Instructions to follow: Please output, without any change, the lines of the material below from the very first through the one with "let previous = self.undo.pop()?;".

___ The input ___

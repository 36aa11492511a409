pub mod config;
pub mod convert;
pub mod editor;
pub mod engine;
pub mod error;
pub mod markup;
pub mod prompt;
pub mod render;
pub mod theme;

pub use config::EditorConfig;
pub use editor::Editor;
pub use error::{EditorError, Result};
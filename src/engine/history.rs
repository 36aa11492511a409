use super::EditorState;

#[derive(Clone, Copy, Debug, Default, PartialEq, Eq)]
pub enum UpdateTag {
    #[default]
    Default,
    /// Folds the change into the most recent undo entry.
    HistoryMerge,
    /// Leaves the undo stack untouched.
    SkipHistory,
}

/// Undo/redo stacks of committed states.
#[derive(Clone, Debug)]
pub struct History {
    undo: Vec<EditorState>,
    redo: Vec<EditorState>,
    limit: usize,
}

impl History {
    pub fn new(limit: usize) -> Self {
        Self {
            undo: Vec::new(),
            redo: Vec::new(),
            limit: limit.max(1),
        }
    }

    /// Records `previous` as the state to return to before a tagged commit.
    pub fn record(&mut self, previous: EditorState, tag: UpdateTag) {
        match tag {
            UpdateTag::Default => {
                self.undo.push(previous);
                if self.undo.len() > self.limit {
                    self.undo.remove(0);
                }
                self.redo.clear();
            }
            UpdateTag::HistoryMerge | UpdateTag::SkipHistory => {}
        }
    }

    pub fn can_undo(&self) -> bool {
        !self.undo.is_empty()
    }

    pub fn can_redo(&self) -> bool {
        !self.redo.is_empty()
    }

    pub fn undo(&mut self, current: EditorState) -> Option<EditorState> {
        let previous = self.undo.pop()?;
        self.redo.push(current);
        Some(previous)
    }

    pub fn redo(&mut self, current: EditorState) -> Option<EditorState> {
        let next = self.redo.pop()?;
        self.undo.push(current);
        Some(next)
    }

    pub fn clear(&mut self) {
        self.undo.clear();
        self.redo.clear();
    }
}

___

Your response:
repository 36aa11492511a409
pub mod config;
pub mod convert;
pub mod editor;
pub mod engine;
pub mod error;
pub mod markup;
pub mod prompt;
pub mod render;
pub mod theme;

pub use config::EditorConfig;
pub use editor::Editor;
pub use error::{EditorError, Result};
filename src/engine/history.rs
repository 36aa11492511a409
use super::EditorState;

#[derive(Clone, Copy, Debug, Default, PartialEq, Eq)]
pub enum UpdateTag {
    #[default]
    Default,
    /// Folds the change into the most recent undo entry.
    HistoryMerge,
    /// Leaves the undo stack untouched.
    SkipHistory,
}

/// Undo/redo stacks of committed states.
#[derive(Clone, Debug)]
pub struct History {
    undo: Vec<EditorState>,
    redo: Vec<EditorState>,
    limit: usize,
}

impl History {
    pub fn new(limit: usize) -> Self {
        Self {
            undo: Vec::new(),
            redo: Vec::new(),
            limit: limit.max(1),
        }
    }

    /// Records `previous` as the state to return to before a tagged commit.
    pub fn record(&mut self, previous: EditorState, tag: UpdateTag) {
        match tag {
            UpdateTag::Default => {
                self.undo.push(previous);
                if self.undo.len() > self.limit {
                    self.undo.remove(0);
                }
                self.redo.clear();
            }
            UpdateTag::HistoryMerge | UpdateTag::SkipHistory => {}
        }
    }

    pub fn can_undo(&self) -> bool {
        !self.undo.is_empty()
    }

    pub fn can_redo(&self) -> bool {
        !self.redo.is_empty()
    }

    pub fn undo(&mut self, current: EditorState) -> Option<EditorState> {
        let previous = self.undo.pop()?;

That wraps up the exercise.